- [EXERCISE BRIEF]: Search the material for the string "wallets", then show every line where it turns up.

- [DATA TO USE]:

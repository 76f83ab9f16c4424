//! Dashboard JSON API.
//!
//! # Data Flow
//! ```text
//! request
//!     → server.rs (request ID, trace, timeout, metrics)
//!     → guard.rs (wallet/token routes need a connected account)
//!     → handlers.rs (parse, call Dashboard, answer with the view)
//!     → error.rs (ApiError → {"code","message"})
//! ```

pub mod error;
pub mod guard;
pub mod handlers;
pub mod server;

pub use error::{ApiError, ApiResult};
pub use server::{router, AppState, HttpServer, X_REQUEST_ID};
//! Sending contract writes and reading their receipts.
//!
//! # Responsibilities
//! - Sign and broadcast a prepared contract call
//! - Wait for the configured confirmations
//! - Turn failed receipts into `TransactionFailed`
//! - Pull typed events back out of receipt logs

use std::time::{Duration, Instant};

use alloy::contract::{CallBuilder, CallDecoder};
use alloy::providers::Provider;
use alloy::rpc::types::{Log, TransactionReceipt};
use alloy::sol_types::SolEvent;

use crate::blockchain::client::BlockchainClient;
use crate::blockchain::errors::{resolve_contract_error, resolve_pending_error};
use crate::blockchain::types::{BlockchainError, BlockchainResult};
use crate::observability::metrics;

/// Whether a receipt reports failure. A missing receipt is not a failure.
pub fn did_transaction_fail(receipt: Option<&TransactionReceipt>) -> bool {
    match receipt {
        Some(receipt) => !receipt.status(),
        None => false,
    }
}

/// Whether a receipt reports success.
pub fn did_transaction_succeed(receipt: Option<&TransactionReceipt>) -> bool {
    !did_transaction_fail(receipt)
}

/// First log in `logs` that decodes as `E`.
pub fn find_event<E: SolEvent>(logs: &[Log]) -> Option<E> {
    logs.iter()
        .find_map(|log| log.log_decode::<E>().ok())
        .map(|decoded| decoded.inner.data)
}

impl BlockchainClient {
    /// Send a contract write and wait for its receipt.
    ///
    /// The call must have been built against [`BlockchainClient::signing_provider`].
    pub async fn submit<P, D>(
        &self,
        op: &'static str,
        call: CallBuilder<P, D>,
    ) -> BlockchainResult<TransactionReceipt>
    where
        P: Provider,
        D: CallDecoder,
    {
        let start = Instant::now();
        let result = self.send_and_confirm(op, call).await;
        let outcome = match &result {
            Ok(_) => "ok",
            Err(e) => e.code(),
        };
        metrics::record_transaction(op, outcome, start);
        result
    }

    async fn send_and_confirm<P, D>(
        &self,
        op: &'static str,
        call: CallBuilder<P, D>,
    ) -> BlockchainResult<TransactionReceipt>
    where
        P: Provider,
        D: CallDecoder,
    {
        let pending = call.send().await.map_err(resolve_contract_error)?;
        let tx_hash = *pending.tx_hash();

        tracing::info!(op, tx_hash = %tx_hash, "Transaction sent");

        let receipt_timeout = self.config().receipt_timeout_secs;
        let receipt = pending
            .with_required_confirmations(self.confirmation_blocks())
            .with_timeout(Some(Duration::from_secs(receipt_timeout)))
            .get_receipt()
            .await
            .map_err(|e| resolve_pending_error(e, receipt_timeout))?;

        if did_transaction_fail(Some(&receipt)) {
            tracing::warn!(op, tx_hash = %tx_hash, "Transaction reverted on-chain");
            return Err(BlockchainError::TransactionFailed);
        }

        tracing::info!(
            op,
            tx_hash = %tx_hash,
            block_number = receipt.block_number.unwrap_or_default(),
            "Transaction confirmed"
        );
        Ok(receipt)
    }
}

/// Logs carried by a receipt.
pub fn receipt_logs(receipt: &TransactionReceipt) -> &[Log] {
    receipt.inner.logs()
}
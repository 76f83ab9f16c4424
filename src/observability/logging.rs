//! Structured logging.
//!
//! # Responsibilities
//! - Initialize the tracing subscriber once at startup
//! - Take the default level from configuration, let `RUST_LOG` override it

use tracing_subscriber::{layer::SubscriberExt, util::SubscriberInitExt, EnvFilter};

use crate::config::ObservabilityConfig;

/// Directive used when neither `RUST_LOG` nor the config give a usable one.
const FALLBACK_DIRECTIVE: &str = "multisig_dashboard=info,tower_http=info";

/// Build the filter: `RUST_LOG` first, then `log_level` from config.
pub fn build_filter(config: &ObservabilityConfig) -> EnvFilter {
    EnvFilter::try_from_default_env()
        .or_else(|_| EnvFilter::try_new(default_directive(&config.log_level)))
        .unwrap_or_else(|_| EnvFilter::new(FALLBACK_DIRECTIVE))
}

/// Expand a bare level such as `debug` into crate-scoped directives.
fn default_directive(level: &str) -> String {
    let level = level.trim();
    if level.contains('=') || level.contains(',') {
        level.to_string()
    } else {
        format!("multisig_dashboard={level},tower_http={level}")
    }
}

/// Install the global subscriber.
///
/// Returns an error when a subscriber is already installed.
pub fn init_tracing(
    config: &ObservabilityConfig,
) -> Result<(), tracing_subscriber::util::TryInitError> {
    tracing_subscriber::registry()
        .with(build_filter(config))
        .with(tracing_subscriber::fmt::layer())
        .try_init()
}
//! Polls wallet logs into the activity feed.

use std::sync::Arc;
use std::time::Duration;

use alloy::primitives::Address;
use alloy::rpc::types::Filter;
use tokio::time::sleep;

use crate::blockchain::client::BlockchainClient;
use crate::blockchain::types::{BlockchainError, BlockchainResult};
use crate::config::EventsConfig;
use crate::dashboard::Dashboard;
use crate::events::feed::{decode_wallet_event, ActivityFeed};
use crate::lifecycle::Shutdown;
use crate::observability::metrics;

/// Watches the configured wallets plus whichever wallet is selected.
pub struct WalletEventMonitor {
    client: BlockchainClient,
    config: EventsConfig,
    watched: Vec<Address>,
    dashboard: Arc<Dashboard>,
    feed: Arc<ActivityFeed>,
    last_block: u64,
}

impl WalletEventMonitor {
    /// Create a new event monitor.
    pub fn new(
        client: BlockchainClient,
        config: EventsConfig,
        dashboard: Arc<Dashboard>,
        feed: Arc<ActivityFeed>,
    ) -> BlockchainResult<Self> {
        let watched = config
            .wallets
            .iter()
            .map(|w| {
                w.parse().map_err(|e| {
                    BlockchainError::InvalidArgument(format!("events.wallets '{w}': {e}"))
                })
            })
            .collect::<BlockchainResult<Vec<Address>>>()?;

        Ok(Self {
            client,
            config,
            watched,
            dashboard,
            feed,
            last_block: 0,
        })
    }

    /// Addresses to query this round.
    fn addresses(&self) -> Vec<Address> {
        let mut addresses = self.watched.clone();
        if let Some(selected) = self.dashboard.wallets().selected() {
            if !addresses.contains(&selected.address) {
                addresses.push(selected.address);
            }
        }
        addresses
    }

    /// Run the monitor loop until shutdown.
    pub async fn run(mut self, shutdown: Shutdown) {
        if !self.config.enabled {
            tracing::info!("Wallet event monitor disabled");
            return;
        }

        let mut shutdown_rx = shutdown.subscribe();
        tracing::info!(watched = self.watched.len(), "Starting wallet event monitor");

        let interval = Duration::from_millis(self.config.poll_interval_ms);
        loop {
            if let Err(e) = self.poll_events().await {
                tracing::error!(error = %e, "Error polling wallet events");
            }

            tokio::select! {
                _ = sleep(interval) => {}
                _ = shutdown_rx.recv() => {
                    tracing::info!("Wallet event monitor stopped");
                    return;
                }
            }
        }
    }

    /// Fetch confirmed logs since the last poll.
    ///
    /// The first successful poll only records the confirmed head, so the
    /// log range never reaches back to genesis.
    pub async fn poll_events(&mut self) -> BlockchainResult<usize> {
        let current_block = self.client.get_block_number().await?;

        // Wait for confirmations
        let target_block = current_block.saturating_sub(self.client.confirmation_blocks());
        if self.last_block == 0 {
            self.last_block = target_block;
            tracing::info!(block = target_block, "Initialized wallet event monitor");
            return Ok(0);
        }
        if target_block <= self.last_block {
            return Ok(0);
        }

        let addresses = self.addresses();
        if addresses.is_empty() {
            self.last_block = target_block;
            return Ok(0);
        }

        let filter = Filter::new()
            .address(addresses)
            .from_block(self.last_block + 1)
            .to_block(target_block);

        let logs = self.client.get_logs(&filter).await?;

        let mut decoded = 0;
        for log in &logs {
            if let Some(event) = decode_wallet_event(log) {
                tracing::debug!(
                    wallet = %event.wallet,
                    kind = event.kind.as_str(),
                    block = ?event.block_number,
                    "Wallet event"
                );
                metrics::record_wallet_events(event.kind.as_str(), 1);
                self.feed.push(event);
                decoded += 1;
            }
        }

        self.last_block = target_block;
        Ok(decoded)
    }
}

- [EXERCISE RESPONSE]:
/// Watches the configured wallets plus whichever wallet is selected.
            .wallets
                    BlockchainError::InvalidArgument(format!("events.wallets '{w}': {e}"))
        if let Some(selected) = self.dashboard.wallets().selected() {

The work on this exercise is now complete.